Prompt
Write only the number of lines in the entries that hold the string "tests".

++++++++

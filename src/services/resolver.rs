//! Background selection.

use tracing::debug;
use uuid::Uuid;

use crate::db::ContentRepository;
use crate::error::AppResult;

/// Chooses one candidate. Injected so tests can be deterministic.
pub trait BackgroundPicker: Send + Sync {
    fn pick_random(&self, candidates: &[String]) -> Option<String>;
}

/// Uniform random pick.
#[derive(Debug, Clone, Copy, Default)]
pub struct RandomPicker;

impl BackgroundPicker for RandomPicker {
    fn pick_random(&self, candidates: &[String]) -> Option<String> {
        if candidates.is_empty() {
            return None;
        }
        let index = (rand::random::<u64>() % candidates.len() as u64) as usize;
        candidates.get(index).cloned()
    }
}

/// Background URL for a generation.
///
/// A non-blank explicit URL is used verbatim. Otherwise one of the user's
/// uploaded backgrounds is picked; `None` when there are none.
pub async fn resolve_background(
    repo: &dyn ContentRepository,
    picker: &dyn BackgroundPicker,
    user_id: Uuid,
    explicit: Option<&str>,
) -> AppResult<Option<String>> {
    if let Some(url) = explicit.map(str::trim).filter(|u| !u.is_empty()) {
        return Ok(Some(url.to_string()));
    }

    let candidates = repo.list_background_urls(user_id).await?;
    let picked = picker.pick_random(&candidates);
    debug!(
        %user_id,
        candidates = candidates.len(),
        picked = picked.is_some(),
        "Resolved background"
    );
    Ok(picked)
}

++++++++

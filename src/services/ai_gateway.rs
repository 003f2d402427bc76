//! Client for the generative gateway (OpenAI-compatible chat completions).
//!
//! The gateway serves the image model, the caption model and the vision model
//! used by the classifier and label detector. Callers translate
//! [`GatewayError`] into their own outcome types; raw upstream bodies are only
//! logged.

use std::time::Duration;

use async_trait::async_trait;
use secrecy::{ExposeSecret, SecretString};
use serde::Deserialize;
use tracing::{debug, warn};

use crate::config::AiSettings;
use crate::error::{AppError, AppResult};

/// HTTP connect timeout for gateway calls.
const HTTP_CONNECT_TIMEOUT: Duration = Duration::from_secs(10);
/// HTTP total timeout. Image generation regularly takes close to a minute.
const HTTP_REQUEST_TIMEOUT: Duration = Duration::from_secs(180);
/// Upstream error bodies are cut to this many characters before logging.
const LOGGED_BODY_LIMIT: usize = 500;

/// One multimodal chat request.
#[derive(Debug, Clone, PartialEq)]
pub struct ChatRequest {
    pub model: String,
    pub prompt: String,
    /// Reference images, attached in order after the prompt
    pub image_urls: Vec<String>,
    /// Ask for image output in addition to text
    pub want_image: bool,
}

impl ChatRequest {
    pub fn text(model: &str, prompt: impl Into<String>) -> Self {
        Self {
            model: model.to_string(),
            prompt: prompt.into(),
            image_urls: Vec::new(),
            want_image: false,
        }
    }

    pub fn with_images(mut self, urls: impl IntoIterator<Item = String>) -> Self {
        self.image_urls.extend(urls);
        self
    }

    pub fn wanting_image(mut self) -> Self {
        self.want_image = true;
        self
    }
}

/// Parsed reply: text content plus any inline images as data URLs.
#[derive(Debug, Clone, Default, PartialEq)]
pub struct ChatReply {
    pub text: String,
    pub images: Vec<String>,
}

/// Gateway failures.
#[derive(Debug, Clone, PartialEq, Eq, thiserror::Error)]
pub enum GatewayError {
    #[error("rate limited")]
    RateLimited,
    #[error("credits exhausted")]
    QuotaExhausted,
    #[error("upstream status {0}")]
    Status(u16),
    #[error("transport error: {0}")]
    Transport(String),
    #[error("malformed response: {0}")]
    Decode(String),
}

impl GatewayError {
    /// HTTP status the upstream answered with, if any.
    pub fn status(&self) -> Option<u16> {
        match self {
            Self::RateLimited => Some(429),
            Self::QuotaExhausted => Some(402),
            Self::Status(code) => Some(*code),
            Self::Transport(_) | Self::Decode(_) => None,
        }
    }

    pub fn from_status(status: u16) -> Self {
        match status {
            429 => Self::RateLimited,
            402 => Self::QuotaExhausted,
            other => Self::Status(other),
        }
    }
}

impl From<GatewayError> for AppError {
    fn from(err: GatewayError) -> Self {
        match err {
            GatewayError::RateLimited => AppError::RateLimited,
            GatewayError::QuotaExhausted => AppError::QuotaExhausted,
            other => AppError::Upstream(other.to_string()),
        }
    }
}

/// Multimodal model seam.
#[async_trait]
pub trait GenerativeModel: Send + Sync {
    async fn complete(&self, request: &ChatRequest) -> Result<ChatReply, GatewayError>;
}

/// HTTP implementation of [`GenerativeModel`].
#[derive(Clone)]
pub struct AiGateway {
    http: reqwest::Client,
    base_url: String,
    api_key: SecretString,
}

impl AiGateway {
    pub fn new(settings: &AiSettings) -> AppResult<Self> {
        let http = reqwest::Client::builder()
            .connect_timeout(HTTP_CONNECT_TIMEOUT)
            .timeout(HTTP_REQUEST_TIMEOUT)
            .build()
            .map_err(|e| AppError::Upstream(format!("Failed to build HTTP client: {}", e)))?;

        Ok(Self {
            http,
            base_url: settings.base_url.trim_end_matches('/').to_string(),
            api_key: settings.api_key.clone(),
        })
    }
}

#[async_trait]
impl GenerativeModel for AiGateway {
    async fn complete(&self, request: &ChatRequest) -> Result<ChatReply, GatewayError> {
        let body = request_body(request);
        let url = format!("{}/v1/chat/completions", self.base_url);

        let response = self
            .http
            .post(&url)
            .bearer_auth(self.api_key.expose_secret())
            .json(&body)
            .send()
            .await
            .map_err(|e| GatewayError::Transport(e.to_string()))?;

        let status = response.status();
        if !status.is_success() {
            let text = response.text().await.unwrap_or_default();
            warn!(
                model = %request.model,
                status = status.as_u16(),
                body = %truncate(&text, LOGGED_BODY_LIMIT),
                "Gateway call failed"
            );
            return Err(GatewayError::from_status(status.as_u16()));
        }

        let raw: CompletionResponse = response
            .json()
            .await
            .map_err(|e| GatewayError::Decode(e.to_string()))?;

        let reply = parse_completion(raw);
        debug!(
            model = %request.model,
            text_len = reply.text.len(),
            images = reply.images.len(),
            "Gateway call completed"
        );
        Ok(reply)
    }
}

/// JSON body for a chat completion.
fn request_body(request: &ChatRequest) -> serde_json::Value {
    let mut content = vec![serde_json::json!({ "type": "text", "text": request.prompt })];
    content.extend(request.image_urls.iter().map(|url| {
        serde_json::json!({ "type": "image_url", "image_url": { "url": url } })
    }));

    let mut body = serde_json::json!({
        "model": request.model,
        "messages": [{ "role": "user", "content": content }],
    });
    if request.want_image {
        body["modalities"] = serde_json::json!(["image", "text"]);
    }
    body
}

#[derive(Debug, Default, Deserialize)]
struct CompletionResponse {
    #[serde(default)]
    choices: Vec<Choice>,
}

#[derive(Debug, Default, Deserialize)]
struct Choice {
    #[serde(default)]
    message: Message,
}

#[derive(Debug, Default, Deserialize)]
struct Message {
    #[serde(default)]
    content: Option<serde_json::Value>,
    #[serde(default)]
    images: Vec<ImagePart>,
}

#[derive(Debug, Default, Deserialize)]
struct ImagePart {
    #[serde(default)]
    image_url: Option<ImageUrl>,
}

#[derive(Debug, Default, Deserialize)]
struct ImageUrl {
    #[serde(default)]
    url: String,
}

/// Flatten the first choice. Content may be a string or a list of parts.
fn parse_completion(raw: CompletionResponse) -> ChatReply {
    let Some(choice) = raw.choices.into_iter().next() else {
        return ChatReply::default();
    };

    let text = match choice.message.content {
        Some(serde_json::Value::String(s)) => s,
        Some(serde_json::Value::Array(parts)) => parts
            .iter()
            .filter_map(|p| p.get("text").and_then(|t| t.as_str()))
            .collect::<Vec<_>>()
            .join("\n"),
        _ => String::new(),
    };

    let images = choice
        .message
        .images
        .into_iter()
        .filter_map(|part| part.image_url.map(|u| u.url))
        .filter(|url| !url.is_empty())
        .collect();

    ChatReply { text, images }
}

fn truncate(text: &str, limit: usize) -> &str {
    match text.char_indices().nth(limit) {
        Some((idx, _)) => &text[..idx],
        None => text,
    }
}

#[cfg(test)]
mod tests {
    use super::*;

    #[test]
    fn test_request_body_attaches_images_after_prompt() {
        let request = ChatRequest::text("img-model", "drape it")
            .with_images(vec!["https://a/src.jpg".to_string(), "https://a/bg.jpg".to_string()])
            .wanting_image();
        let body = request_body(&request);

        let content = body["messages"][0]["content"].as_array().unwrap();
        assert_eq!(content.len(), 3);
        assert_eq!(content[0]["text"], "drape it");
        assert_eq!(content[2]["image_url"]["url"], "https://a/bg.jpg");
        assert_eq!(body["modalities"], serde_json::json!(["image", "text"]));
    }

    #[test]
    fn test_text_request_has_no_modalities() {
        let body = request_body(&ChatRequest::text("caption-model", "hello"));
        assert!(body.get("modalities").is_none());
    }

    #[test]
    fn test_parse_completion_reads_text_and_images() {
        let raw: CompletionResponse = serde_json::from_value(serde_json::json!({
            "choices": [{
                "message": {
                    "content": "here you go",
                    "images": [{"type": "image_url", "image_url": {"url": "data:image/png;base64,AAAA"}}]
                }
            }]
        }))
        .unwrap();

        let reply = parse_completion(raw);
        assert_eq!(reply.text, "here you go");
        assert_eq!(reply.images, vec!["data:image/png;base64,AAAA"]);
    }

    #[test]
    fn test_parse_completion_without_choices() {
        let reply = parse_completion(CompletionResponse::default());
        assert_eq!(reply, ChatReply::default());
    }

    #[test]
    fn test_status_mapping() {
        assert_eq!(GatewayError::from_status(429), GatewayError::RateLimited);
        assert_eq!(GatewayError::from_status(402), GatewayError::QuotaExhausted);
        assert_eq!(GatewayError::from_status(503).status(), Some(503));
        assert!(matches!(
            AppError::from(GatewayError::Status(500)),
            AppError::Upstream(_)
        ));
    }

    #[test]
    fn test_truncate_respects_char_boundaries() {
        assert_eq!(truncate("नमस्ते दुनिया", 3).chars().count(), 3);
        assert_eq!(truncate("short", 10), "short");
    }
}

++++++++

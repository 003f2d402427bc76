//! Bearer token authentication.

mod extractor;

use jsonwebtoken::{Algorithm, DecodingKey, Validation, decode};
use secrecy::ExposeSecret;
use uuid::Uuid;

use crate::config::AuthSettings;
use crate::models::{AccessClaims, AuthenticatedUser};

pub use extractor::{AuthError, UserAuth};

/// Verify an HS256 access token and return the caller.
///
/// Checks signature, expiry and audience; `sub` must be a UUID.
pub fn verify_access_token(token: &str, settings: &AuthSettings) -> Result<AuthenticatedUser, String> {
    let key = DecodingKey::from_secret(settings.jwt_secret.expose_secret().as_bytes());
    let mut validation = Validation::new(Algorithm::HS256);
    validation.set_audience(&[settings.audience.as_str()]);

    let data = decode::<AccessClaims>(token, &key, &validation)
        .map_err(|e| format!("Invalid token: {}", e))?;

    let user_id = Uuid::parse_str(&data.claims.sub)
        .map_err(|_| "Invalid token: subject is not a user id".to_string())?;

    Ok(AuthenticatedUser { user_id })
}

++++++++

Solution below
2